Sítio Cotia-Pará pode virar um parque arqueológico devido aos sambaquis existentes na região e que preservam informações sobre o passado

Foto: Paulo Freitas, publicada com a matéria

 

CIÊNCIA

Ocupação na região começou por Cubatão há cinco mil anos

Tese de pós-doutorado em Arqueologia, defendida no Museu Nacional de História Natural de Paris, altera visão do passado. Os primeiros habitantes ficavam nas proximidades da Serra do Mar apenas no verão e outono, aproveitando a abundância de alimento

 

Manuel Alves Fernandes

Da Redação

A ocupação humana na Baixada Santista começou por Cubatão, logo após o período de degelo terrestre. "Eu nasci há dez mil anos atrás (e não tem nada nesse mundo que eu não saiba demais)". O estribilho dos versos da canção de Raul Seixas e Paulo Coelho certamente poderia descrever a saga dos sambaquieiros, índios pré-históricos que viveram na Mata Atlântica entre 6 mil e 3 mil anos antes de Cristo, e vinham para o litoral no verão, a partir do recuo e, depois, do avanço do mar, de onde tiravam seu alimento.
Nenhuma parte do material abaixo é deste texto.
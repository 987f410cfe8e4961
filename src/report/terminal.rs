use std::path::Path;

use colored::*;
use comfy_table::presets::UTF8_FULL;
use comfy_table::{Attribute, Cell, Color, ContentArrangement, Table};

use crate::license::matcher::Tier;
use crate::notice::Notice;

/// Print the run summary on stdout and the unmatched artifacts on stderr.
pub fn render(notice: &Notice, output: &Path, verbose: bool, quiet: bool) {
    if quiet {
        println!(
            "Documented: {}  Matched: {}  Excluded: {}  Errors: {}",
            notice.documented,
            notice.entries.len().to_string().green(),
            notice.excluded,
            notice.errors.len().to_string().red(),
        );
    } else {
        println!(
            "{} generated with the notice of {} artifact documented",
            output.display(),
            notice.documented
        );

        if verbose && !notice.entries.is_empty() {
            println!();
            println!("{}", match_table(notice));
        }
    }

    render_errors(&notice.errors);
}

/// The error channel: `ERRORS`, every sorted line, then the count.
pub fn render_errors(errors: &[String]) {
    eprintln!("{}", "ERRORS".red().bold());
    for line in error_lines(errors) {
        eprintln!("{}", line);
    }
}

fn error_lines(errors: &[String]) -> Vec<String> {
    let mut lines = errors.to_vec();
    lines.push(format!("{} errors", errors.len()));
    lines
}

fn match_table(notice: &Notice) -> Table {
    let mut table = Table::new();
    table
        .load_preset(UTF8_FULL)
        .set_content_arrangement(ContentArrangement::Dynamic)
        .set_header(vec![
            Cell::new("Artifact").add_attribute(Attribute::Bold),
            Cell::new("Title").add_attribute(Attribute::Bold),
            Cell::new("Declared").add_attribute(Attribute::Bold),
            Cell::new("License").add_attribute(Attribute::Bold),
            Cell::new("Matched on").add_attribute(Attribute::Bold),
        ]);

    for entry in &notice.entries {
        let tier_color = match entry.tier {
            Tier::Fqdn => Color::Magenta,
            Tier::GroupAndName => Color::Cyan,
            Tier::UnscopedName => Color::Green,
        };

        table.add_row(vec![
            Cell::new(entry.artifact.fqdn()),
            Cell::new(&entry.artifact.title),
            Cell::new(&entry.artifact.declared_license),
            Cell::new(&entry.license.name),
            Cell::new(entry.tier.to_string()).fg(tier_color),
        ]);
    }

    table
}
Deixaram como testemunho do seu tempo os sambaquis (que, em língua tupi, quer dizer monte de conchas). Sob esses concheiros ou casqueiros (que na região batizariam o Rio Casqueiro), foram sepultados vários corpos desses habitantes de todo o litoral brasileiro, em  meio a materiais orgânicos e calcários que, empilhados ao longo do tempo e sofrendo a ação da intempérie, acabaram por sofrer uma fossilização química, petrificando os detritos e ossadas. Tudo isso é fato comprovado.

Mas agora o arqueólogo Manoel Gonzalez possui dados que mudam esta versão, a partir de análises que fez, na França, de otólitos, ossos petrificados de peixes que serviam de alimento para esses homens pré-históricos.

Os ossos de ouvidos de corvinas "contaram" que os primeiros cubatenses viviam na região só na primavera e no outono, e não no verão. Aproveitando a abundância de alimentos e com uma dieta equilibrada (caranguejos, mariscos, raias e tubarões, raízes e frutas).

5 metros

acima do nível atual, estava o mar na região, deixando Santos e S. Vicente submersos e Praia Grande, Guarujá e Cubatão parcialmente sob o oceano

 

Anéis de crescimento - Gonzalez passou três meses em Paris, onde fez pós-doutorado em Arqueologia no Muséum National d'Histoire Naturelle (Museu Nacional de História Natural de Paris), obtido neste ano, a partir da defesa de tese usando material arqueológico encontrado em Cubatão. Sua tese muda teorias sobre a pré-história brasileira.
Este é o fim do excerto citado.